Canadian energy trusts pare payouts
The trickle is turning into a torrent as Canada’s energy income trusts buckle under a two-pronged slump in commodity prices and uncertainty in the capital markets.
In two days four oil and gas producers announced drastic cuts to their monthly cash distributions and a majority is expected to follow suit.
They were joined by Precision Drilling Trust, Canada’s largest service company and a barometer on the industry as a whole.
In chopping 39 percent off its payout it blamed a “persistent decline in natural gas and oil price trends,” adding that “we only do as well as our customers.”
Of those “customers,” the slashing was deep: Enterra Energy Trust, which produces 13,000 barrels of oil equivalent per day in Alberta, British Columbia and Oklahoma, made a 50 percent cut; Shiningbank Energy Income Fund cut by 36 percent; Progress Energy Trust 29 percent and Advantage Energy Income Fund 17 percent.
The betting is that Fairborne Energy Trust, Pengrowth Energy Trust, PrimeWest Energy Trust, Provident Energy Trust, Thunder Energy Trust and Trilogy Energy Trust won’t be far behind.
For Shiningbank, which has already opted out of a C$496 million takeover of Rider Resources because of the federal tax ruling, it was the third cut in the past year.
That lends weight to the view of analysts who say trusts were in trouble long before they faced a change in their tax status.

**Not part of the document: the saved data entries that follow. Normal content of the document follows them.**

//! account-porter - encrypted exchange of account credential bundles
//!
//! This library moves a set of locally stored account credential bundles
//! between machines as one password-protected file, and restores them with
//! per-account fault isolation.
//!
//! # Architecture
//!
//! The crate is organized into the following modules:
//!
//! - `config`: Configuration and path management
//! - `error`: Custom error types
//! - `models`: Bundles, snapshots, artifacts and restore outcomes
//! - `codec`: Versioned snapshot format and its validation rules
//! - `crypto`: Password-based encryption behind the `CipherProvider` trait
//! - `store`: Credential stores (directory-backed and in-memory)
//! - `progress`: Observable progress state machine
//! - `exchange`: Export and import orchestration
//! - `cli`: Command handlers for the `porter` binary
//!
//! # Example
//!
//! ```rust,ignore
//! use porter::config::{PorterPaths, Settings};
//! use porter::crypto::PasswordCipher;
//! use porter::exchange::Exporter;
//! use porter::store::DirectoryStore;
//!
//! let paths = PorterPaths::new()?;
//! let settings = Settings::load_or_create(&paths)?;
//! let store = DirectoryStore::new(paths.accounts_dir());
//! let cipher = PasswordCipher::from_settings(&settings);
//!
//! let mut exporter = Exporter::new(&store, &cipher);
//! let snapshot = exporter.prepare()?;
//! exporter.export(&snapshot, "a long password", Some("backup.enc".as_ref()))?;
//! ```

pub mod cli;
pub mod codec;
pub mod config;
pub mod crypto;
pub mod error;
pub mod exchange;
pub mod models;
pub mod progress;
pub mod store;

pub use error::{PorterError, PorterResult};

Now Shiningbank’s payout is estimated at 63 percent of its cash flow, compared with the trust sector’s average 69 percent, which itself is a long cry from the early days when trusts were counted on to distribute upwards of 90 percent. Those making cuts all insist they need to keep more cash to improve their “financial flexibility” and their ability to take advantage of any opportunities that arise at such a volatile time.
The opportunities are forecast to include a lively round of consolidation as weakened trusts look for mergers or get taken out.